I was surprised by how few of my peers remembered ZZT. I remember it being both impressive and influential. I was also surprised to learn how programmable its world builder was, and that ZZT (the game)’s author was that Tim Sweeney. (The book’s author was Anna Anthropy, which was one of the reasons I wanted to read this book.)

Finally, I read the book on Spelunky. I almost didn’t, but then I saw that the author was Derek Yu, also the primary creator of Spelunky itself! This book was by far closest to what I’d want from these books, if I was in charge. I got a copy for my nephews, too, who I introduced to the game a few years ago.

Stephen King

I read three Stephen King books this year, all story collections.
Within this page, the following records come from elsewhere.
//! vCard value parsers.

use super::error::{ParseError, ParseResult};
use crate::rfc::vcard::core::{
    Address, ClientPidMap, Gender, Organization, Sex, StructuredName, ValueType,
};

/// The only VERSION this crate accepts.
pub const SUPPORTED_VERSION: &str = "4.0";

const N_FIELDS: usize = 5;

/// Unescapes a vCard text value.
///
/// vCard escapes: \n, \N (newline), \, (comma), \; (semicolon), \\ (backslash).
/// Any other backslash is kept as written.
#[must_use]
pub fn unescape_text(s: &str) -> String {
    let mut result = String::with_capacity(s.len());
    let mut chars = s.chars().peekable();

    while let Some(c) = chars.next() {
        if c != '\\' {
            result.push(c);
            continue;
        }
        match chars.peek() {
            Some('n' | 'N') => {
                chars.next();
                result.push('\n');
            }
            Some(&escaped) if matches!(escaped, ',' | ';' | '\\') => {
                chars.next();
                result.push(escaped);
            }
            _ => result.push(c),
        }
    }

    result
}

/// Returns the value unescaped when its effective type is text, verbatim
/// otherwise.
#[must_use]
pub fn text_or_verbatim(raw: &str, effective: Option<ValueType>) -> String {
    if effective == Some(ValueType::Text) {
        unescape_text(raw)
    } else {
        raw.to_string()
    }
}

/// Splits on `sep` wherever it is not backslash-escaped. Pieces are
/// returned still escaped.
fn split_unescaped(s: &str, sep: char) -> Vec<&str> {
    let mut parts = Vec::new();
    let mut start = 0;
    let mut escaped = false;

    for (i, c) in s.char_indices() {
        if escaped {
            escaped = false;
        } else if c == '\\' {
            escaped = true;
        } else if c == sep {
            parts.push(&s[start..i]);
            start = i + c.len_utf8();
        }
    }

    parts.push(&s[start..]);
    parts
}

/// Splits a structured value on unescaped semicolons.
#[must_use]
pub fn split_structured(s: &str) -> Vec<&str> {
    split_unescaped(s, ';')
}

/// Splits a component value on unescaped commas and unescapes each piece.
///
/// An empty component yields no pieces.
#[must_use]
pub fn split_component(s: &str) -> Vec<String> {
    if s.is_empty() {
        return Vec::new();
    }
    split_unescaped(s, ',').into_iter().map(unescape_text).collect()
}

/// Checks the VERSION value.
///
/// ## Errors
/// Returns an error for anything but `4.0`.
pub fn parse_version(value: &str, line_num: usize) -> ParseResult<String> {
    if value == SUPPORTED_VERSION {
        Ok(value.to_string())
    } else {
        Err(ParseError::invalid_value(
            line_num,
            format!("only vCard version {SUPPORTED_VERSION} supported, got {value}"),
        ))
    }
}

/// Parses a structured name (N property).
///
/// ## Errors
/// Returns an error unless the value has exactly 5 fields.
pub fn parse_structured_name(value: &str, line_num: usize) -> ParseResult<StructuredName> {
    let parts = split_structured(value);

    let [surnames, given, additional, prefixes, suffixes] = parts.as_slice() else {
        return Err(ParseError::invalid_value(
            line_num,
            format!("N should have {N_FIELDS} parts, got {}", parts.len()),
        ));
    };

    Ok(StructuredName {
        surnames: split_component(surnames),
        given_names: split_component(given),
        additional_names: split_component(additional),
        honorific_prefixes: split_component(prefixes),
        honorific_suffixes: split_component(suffixes),
    })
}

/// Parses an address (ADR property).
///
/// Missing trailing fields are left empty; fields past the seventh are
/// ignored.
#[must_use]
pub fn parse_address(value: &str) -> Address {
    let parts = split_structured(value);
    let field = |idx: usize| parts.get(idx).map(|s| unescape_text(s)).unwrap_or_default();

    Address {
        post_office_box: field(0),
        extended_address: field(1),
        street_address: field(2),
        locality: field(3),
        region: field(4),
        postal_code: field(5),
        country_name: field(6),
    }
}

/// Parses an organization (ORG property).
#[must_use]
pub fn parse_organization(value: &str) -> Organization {
    let mut parts = split_structured(value).into_iter().map(unescape_text);

    let name = parts.next().unwrap_or_default();
    let units = parts.collect();

    Organization { name, units }
}

/// Parses a gender (GENDER property).
///
/// ## Errors
/// Returns an error if the sex component is not one of M, F, O, N, U.
pub fn parse_gender(value: &str, line_num: usize) -> ParseResult<Gender> {
    let parts = split_structured(value);

    let sex = match parts.first().filter(|s| !s.is_empty()) {
        Some(code) => Some(Sex::from_code(code).ok_or_else(|| {
            ParseError::invalid_value(line_num, format!("unknown gender: {code}"))
        })?),
        None => None,
    };

    let identity = parts
        .get(1)
        .filter(|s| !s.is_empty())
        .map(|s| unescape_text(s));

    Ok(Gender { sex, identity })
}

/// Parses a client PID map (CLIENTPIDMAP property).
///
/// ## Errors
/// Returns an error if the value is not `pid;uri` with an integer pid.
pub fn parse_client_pid_map(value: &str, line_num: usize) -> ParseResult<ClientPidMap> {
    let Some((pid, uri)) = value.split_once(';') else {
        return Err(ParseError::invalid_value(
            line_num,
            "CLIENTPIDMAP requires a source id and a URI",
        ));
    };

    let pid = pid.parse::<u32>().map_err(|err| {
        ParseError::invalid_value(
            line_num,
            format!("invalid source id in CLIENTPIDMAP: {pid}: {err}"),
        )
    })?;

    Ok(ClientPidMap {
        pid,
        uri: uri.to_string(),
    })
}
I’ve been trying to catch up on reading all his story collections, and I’m very nearly done, now.

First, Four Past Midnight, from 1990. It contains four novellas, all of which I liked okay. I read it in part because I’d been doing some idle research into King’s repeated setting of Castle Rock, and saw that The Sun Dog (a story in this collection) was in some ways tied up with Needful Things.

After that, I read Hearts in Atlantis. This was a frustrating experience, because I kept thinking that maybe I’d read it already, twenty years ago, but I couldn’t be sure. This was extra frustrating because it seemed to me like one of King’s best books. Structurally and textually, it was excellent. I would recommend this to somebody who wasn’t sure they wanted to read Stephen King.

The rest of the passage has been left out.